The disease was then strongly linked to vitamin E acetate, which had been added to the vaping fluids as a condensing agent. As word got out and actions were taken to remove such products, reports of EVALI cases plunged by January.

But people shouldn't ignore what happened, said Dr. Michael J. Blaha, director of clinical research for the Ciccarone Center for the Prevention of Cardiovascular Disease at Johns Hopkins Medicine in Baltimore. The EVALI outbreak highlights several potential health risks from vaping.

"We don't know all of what's in these products," said Blaha, who works with the American Heart Association's Tobacco Regulation and Addiction Center.

Even when potentially harmful substances – such as lead or volatile organic compounds – are identified, he said, doctors don't always know what they might be doing, or how long it might take for possible damage to show up.

As opposed to traditional cigarettes, which don't vary much from brand to brand, e-cigarettes and vaping products come in many forms, making them hard to study. People who use them often use multiple substances, making it hard to zero in on effects. "And all that makes it very difficult to, in the near term, prove or disprove the toxicity of e-cigarettes," Blaha said.

But EVALI followed a somewhat familiar pattern of acute lung injury, he said. That means it could be a sign that a related "chronic, smoldering type of tissue injury" could show up later as heart or lung damage. "I do worry that it could be just the tip of the iceberg."

For instance, EVALI might be a type of injury that appears suddenly in the most susceptible people and years later in others, he said.

Young people who vape tend to dismiss such risks, Blaha said, as evidenced by the dramatic increase in vaping among teens in recent years. "They're only worried about the here and the now.
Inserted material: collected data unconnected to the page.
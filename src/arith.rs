//! Arithmetic primitives.
//!
//! The two helpers in this module are deliberately plain: pure `f64`
//! functions with no validation and no side effects. Non-finite inputs
//! propagate through unmodified under the usual IEEE-754 rules, so NaN
//! in means NaN out. Callers that need input validation get it at the
//! seed-derivation boundary in [`crate::random`], not here.

/// Adds two numbers and returns the result.
///
/// Exactly commutative for all inputs: IEEE-754 addition returns the
/// same value for `add(a, b)` and `add(b, a)`.
///
/// # Examples
/// ```
/// use mathtools::arith::add;
/// assert_eq!(add(3.0, 5.0), 8.0);
/// assert_eq!(add(-1.5, 1.5), 0.0);
/// assert!(add(f64::NAN, 1.0).is_nan());
/// ```
pub fn add(a: f64, b: f64) -> f64 {
    a + b
}

/// Multiplies two numbers and returns the result.
///
/// Exactly commutative for all inputs: IEEE-754 multiplication returns
/// the same value for `mul(a, b)` and `mul(b, a)`.
///
/// # Examples
/// ```
/// use mathtools::arith::mul;
/// assert_eq!(mul(8.0, 2.0), 16.0);
/// assert_eq!(mul(0.5, 0.5), 0.25);
/// assert!(mul(f64::INFINITY, 0.0).is_nan());
/// ```
pub fn mul(a: f64, b: f64) -> f64 {
    a * b
}

// ---------------------------------------------------------------------------
// Tests
// ---------------------------------------------------------------------------


#[cfg(test)]
mod proptests {
    use super::*;
    use proptest::prelude::*;

    /// Strategy for finite f64 values bounded away from overflow.
    fn finite() -> impl Strategy<Value = f64> {
        prop::num::f64::NORMAL.prop_filter("finite", |x| x.is_finite() && x.abs() < 1e150)
    }

    proptest! {
        #![proptest_config(ProptestConfig::with_cases(500))]

        // --- Commutativity (exact, not approximate) ---
        #[test]
        fn add_commutes(a in finite(), b in finite()) {
            prop_assert_eq!(add(a, b), add(b, a));
        }

        #[test]
        fn mul_commutes(a in finite(), b in finite()) {
            prop_assert_eq!(mul(a, b), mul(b, a));
        }

        // --- Identities (exact under IEEE-754) ---
        #[test]
        fn add_zero_is_identity(a in finite()) {
            prop_assert_eq!(add(a, 0.0), a);
        }

        #[test]
        fn mul_one_is_identity(a in finite()) {
            prop_assert_eq!(mul(a, 1.0), a);
        }

        // --- Doubling: a*2 and a+a are the same float ---
        #[test]
        fn mul_two_equals_self_add(a in finite()) {
            prop_assert_eq!(mul(a, 2.0), add(a, a));
        }

        // --- Squares are never negative (and never -0.0) ---
        #[test]
        fn square_non_negative(a in finite()) {
            let sq = mul(a, a);
            prop_assert!(sq >= 0.0);
            prop_assert!(sq.is_sign_positive());
        }
    }
}
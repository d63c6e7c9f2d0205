//! # mathtools
//!
//! A small collection of math helper functions.
//!
//! This crate provides arithmetic primitives, a seeded random-number
//! helper whose seed is derived from its own inputs, and the example
//! application that chains them. It doubles as a documentation
//! exercise: every public item carries runnable examples.
//!
//! ## Modules
//!
//! - [`arith`] — Arithmetic primitives (`add`, `mul`)
//! - [`random`] — Seed derivation and seeded uniform sampling
//! - [`demo`] — The example application behind the `mathtools` binary
//!
//! ## Design Philosophy
//!
//! - **Determinism first**: all randomness flows through a seed derived
//!   from caller inputs; identical inputs yield identical samples
//! - **IEEE transparency**: the arithmetic primitives add no validation
//!   of their own; NaN and infinity propagate unmodified
//! - **Property-based testing**: the public contracts are verified via
//!   proptest

pub mod arith;
pub mod demo;
pub mod random;
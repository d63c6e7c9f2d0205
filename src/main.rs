use mathtools::demo;

fn main() {
    demo::run();
}
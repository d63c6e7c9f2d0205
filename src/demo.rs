//! Example application.
//!
//! Chains the arithmetic primitives to compute `(a + b) * 2` for the
//! fixed operands `a = 3`, `b = 5`, and renders the result as the
//! library's demo text. The `mathtools` binary prints exactly this;
//! the functions stay importable so the demo is callable as a library
//! operation too.

use crate::arith::{add, mul};

/// Computes the demo value: `mul(add(3, 5), 2)`.
///
/// # Examples
/// ```
/// use mathtools::demo::example_result;
/// assert_eq!(example_result(), 16.0);
/// ```
pub fn example_result() -> f64 {
    let res_add = add(3.0, 5.0);
    mul(res_add, 2.0)
}

/// Renders the demo text: a description line, a `RESULT:` banner, and
/// the computed value, each newline-terminated.
///
/// The value line prints `16`, not `16.0`: `f64`'s `Display` drops the
/// fractional part of whole numbers.
///
/// # Examples
/// ```
/// use mathtools::demo::render;
/// let text = render();
/// assert!(text.starts_with("Example application"));
/// assert!(text.ends_with("16\n"));
/// ```
pub fn render() -> String {
    format!(
        "Example application: compute ((a+b)*2) where a=3, b=5:\nRESULT:\n{}\n",
        example_result()
    )
}

/// Prints the demo text to standard output.
///
/// # Examples
/// ```
/// mathtools::demo::run();
/// ```
pub fn run() {
    print!("{}", render());
}

// ---------------------------------------------------------------------------
// Tests
// ---------------------------------------------------------------------------

#[cfg(test)]
mod tests {
    use super::*;

    #[test]
    fn test_example_result_value() {
        assert_eq!(example_result(), 16.0);
    }

    #[test]
    fn test_example_result_matches_primitives() {
        assert_eq!(example_result(), mul(add(3.0, 5.0), 2.0));
    }

    #[test]
    fn test_render_exact_text() {
        assert_eq!(
            render(),
            "Example application: compute ((a+b)*2) where a=3, b=5:\nRESULT:\n16\n"
        );
    }

    #[test]
    fn test_render_line_structure() {
        let text = render();
        let lines: Vec<&str> = text.lines().collect();
        assert_eq!(lines.len(), 3);
        assert_eq!(lines[1], "RESULT:");
        assert_eq!(lines[2], "16");
    }
}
I'm not sure too many of them are thinking about what this might be doing a decade or more later to their health."

According to the latest data from the CDC, 3.6 million U.S. middle school and high school students use e-cigarettes, as do 8.1 million U.S. adults.
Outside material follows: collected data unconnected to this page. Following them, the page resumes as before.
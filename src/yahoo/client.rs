// =============================================================================
// Yahoo Finance REST Client — daily chart queries
// =============================================================================
//
// GET {base}/v8/finance/chart/{SYMBOL}.TW?interval=1d&range={range}
//
// Taiwan-listed tickers carry the `.TW` suffix. Unix timestamps are
// rendered as `YYYY/MM/DD` labels in Taipei local time (UTC+8) so record
// labels match the exchange's trading days. Closes and volumes arrive with
// nulls on days the feed has gaps; those pass through untouched for the
// pipeline to repair.
// =============================================================================

use anyhow::{Context, Result};
use chrono::{DateTime, FixedOffset};
use serde::Deserialize;
use tracing::{debug, instrument};

/// Default chart API host.
const BASE_URL: &str = "https://query1.finance.yahoo.com";

/// Taipei is UTC+8 year-round (no daylight saving).
const TAIPEI_OFFSET_SECS: i32 = 8 * 3600;

// =============================================================================
// Wire format
// =============================================================================

#[derive(Debug, Deserialize)]
struct ChartResponse {
    chart: Chart,
}

#[derive(Debug, Deserialize)]
struct Chart {
    #[serde(default)]
    result: Option<Vec<ChartResult>>,
}

#[derive(Debug, Deserialize)]
struct ChartResult {
    #[serde(default)]
    timestamp: Vec<i64>,
    indicators: Indicators,
}

#[derive(Debug, Deserialize)]
struct Indicators {
    quote: Vec<Quote>,
}

#[derive(Debug, Deserialize)]
struct Quote {
    #[serde(default)]
    close: Vec<Option<f64>>,
    #[serde(default)]
    volume: Vec<Option<f64>>,
}

// =============================================================================
// Output
// =============================================================================

/// The three parallel arrays the pipeline consumes: ascending date labels
/// plus nullable closes and volumes, index-aligned per trading day.
#[derive(Debug, Clone)]
pub struct RawSeries {
    pub timestamps: Vec<String>,
    pub closing_prices: Vec<Option<f64>>,
    pub volumes: Vec<Option<f64>>,
}

// =============================================================================
// Client
// =============================================================================

/// Thin reqwest wrapper around the Yahoo Finance chart endpoint.
#[derive(Clone)]
pub struct YahooClient {
    base_url: String,
    client: reqwest::Client,
}

impl Default for YahooClient {
    fn default() -> Self {
        Self::new()
    }
}

impl YahooClient {
    pub fn new() -> Self {
        let client = reqwest::Client::builder()
            .timeout(std::time::Duration::from_secs(10))
            .build()
            .expect("failed to build reqwest client");

        Self {
            base_url: BASE_URL.to_string(),
            client,
        }
    }

    /// Fetch the daily series for `symbol` over `range` (one of the Yahoo
    /// range tokens, e.g. `1mo`, `1y`, `max`).
    #[instrument(skip(self), name = "yahoo::fetch_daily")]
    pub async fn fetch_daily(&self, symbol: &str, range: &str) -> Result<RawSeries> {
        let url = format!(
            "{}/v8/finance/chart/{}.TW?interval=1d&range={}",
            self.base_url, symbol, range
        );

        let resp = self
            .client
            .get(&url)
            .send()
            .await
            .with_context(|| format!("chart request for {symbol} failed"))?;

        // Status first: error pages are rarely JSON, so a failed parse must
        // not mask the status code.
        let status = resp.status();
        if !status.is_success() {
            let body = resp.text().await.unwrap_or_default();
            anyhow::bail!("Yahoo chart API returned {status} for {symbol}: {body}");
        }

        let body: ChartResponse = resp
            .json()
            .await
            .with_context(|| format!("failed to parse chart response for {symbol}"))?;

        let series = parse_chart(body)
            .with_context(|| format!("chart payload for {symbol} has no usable result"))?;

        debug!(symbol = %symbol, days = series.timestamps.len(), "daily series fetched");
        Ok(series)
    }

    /// Probe whether `symbol` resolves to a chart with at least one result.
    ///
    /// Network failures, non-JSON bodies, and empty chart results all count
    /// as invalid.
    #[instrument(skip(self), name = "yahoo::is_symbol_valid")]
    pub async fn is_symbol_valid(&self, symbol: &str) -> bool {
        let url = format!("{}/v8/finance/chart/{}.TW", self.base_url, symbol);

        match self.client.get(&url).send().await {
            Ok(resp) => match resp.json::<ChartResponse>().await {
                Ok(body) => has_chart_result(&body),
                Err(_) => false,
            },
            Err(_) => false,
        }
    }

    /// Point the client at a different host. Test-only.
    #[cfg(test)]
    fn with_base_url(base_url: String) -> Self {
        let mut client = Self::new();
        client.base_url = base_url;
        client
    }
}

/// A chart payload is considered valid when it carries at least one result.
fn has_chart_result(body: &ChartResponse) -> bool {
    body.chart.result.as_deref().is_some_and(|r| !r.is_empty())
}

/// Flatten the nested chart payload into the three parallel arrays.
fn parse_chart(body: ChartResponse) -> Result<RawSeries> {
    let result = body
        .chart
        .result
        .and_then(|mut r| if r.is_empty() { None } else { Some(r.remove(0)) })
        .context("empty chart result")?;

    let quote = result
        .indicators
        .quote
        .into_iter()
        .next()
        .context("chart result carries no quote block")?;

    let tz = FixedOffset::east_opt(TAIPEI_OFFSET_SECS).expect("valid fixed offset");
    let timestamps: Vec<String> = result
        .timestamp
        .iter()
        .filter_map(|&ts| DateTime::from_timestamp(ts, 0))
        .map(|dt| dt.with_timezone(&tz).format("%Y/%m/%d").to_string())
        .collect();

    Ok(RawSeries {
        timestamps,
        closing_prices: quote.close,
        volumes: quote.volume,
    })
}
Rezaee's study involved seven adolescents with EVALI, many of whom had no idea about the potential risks from vaping. "They had no idea that it was going to be that bad," she said.

Attention to EVALI faded right as the coronavirus outbreak began in the United States. While smoking is already on the CDC's list of potential risk factors for severe illness from COVID-19, research is only now beginning to clarify the risk associated with vaping. A recent study in the Journal of Adolescent Health found the odds of being diagnosed with COVID-19 were five times higher among young adults who used e-cigarettes compared to those who didn't.

To prevent future problems, Rezaee recommends pediatricians speak to patients as young as 12 about their e-cigarette experiences. Parents should be out of the room – but should have their own conversations and be aware of the many forms that e-cigarettes can take.

For people who find themselves in the habit already, Rezaee asks her patients "to quit it cold turkey if they can do it." If not, she said, she suggests they decrease their use over time and then quit.

Blaha said that in general, many of the same strategies that help people quit smoking should apply to vaping. Setting a date to quit can be helpful, he said. Behavioral therapy can help, too. "And in select circumstances, consider the use of FDA-approved smoking cessation medications."

Rezaee hopes young users get the message about the dangers of vaping. She thinks of the fearful teenage EVALI patients she saw in the ICU, worried if they would recover and make it to college. "It's so hard."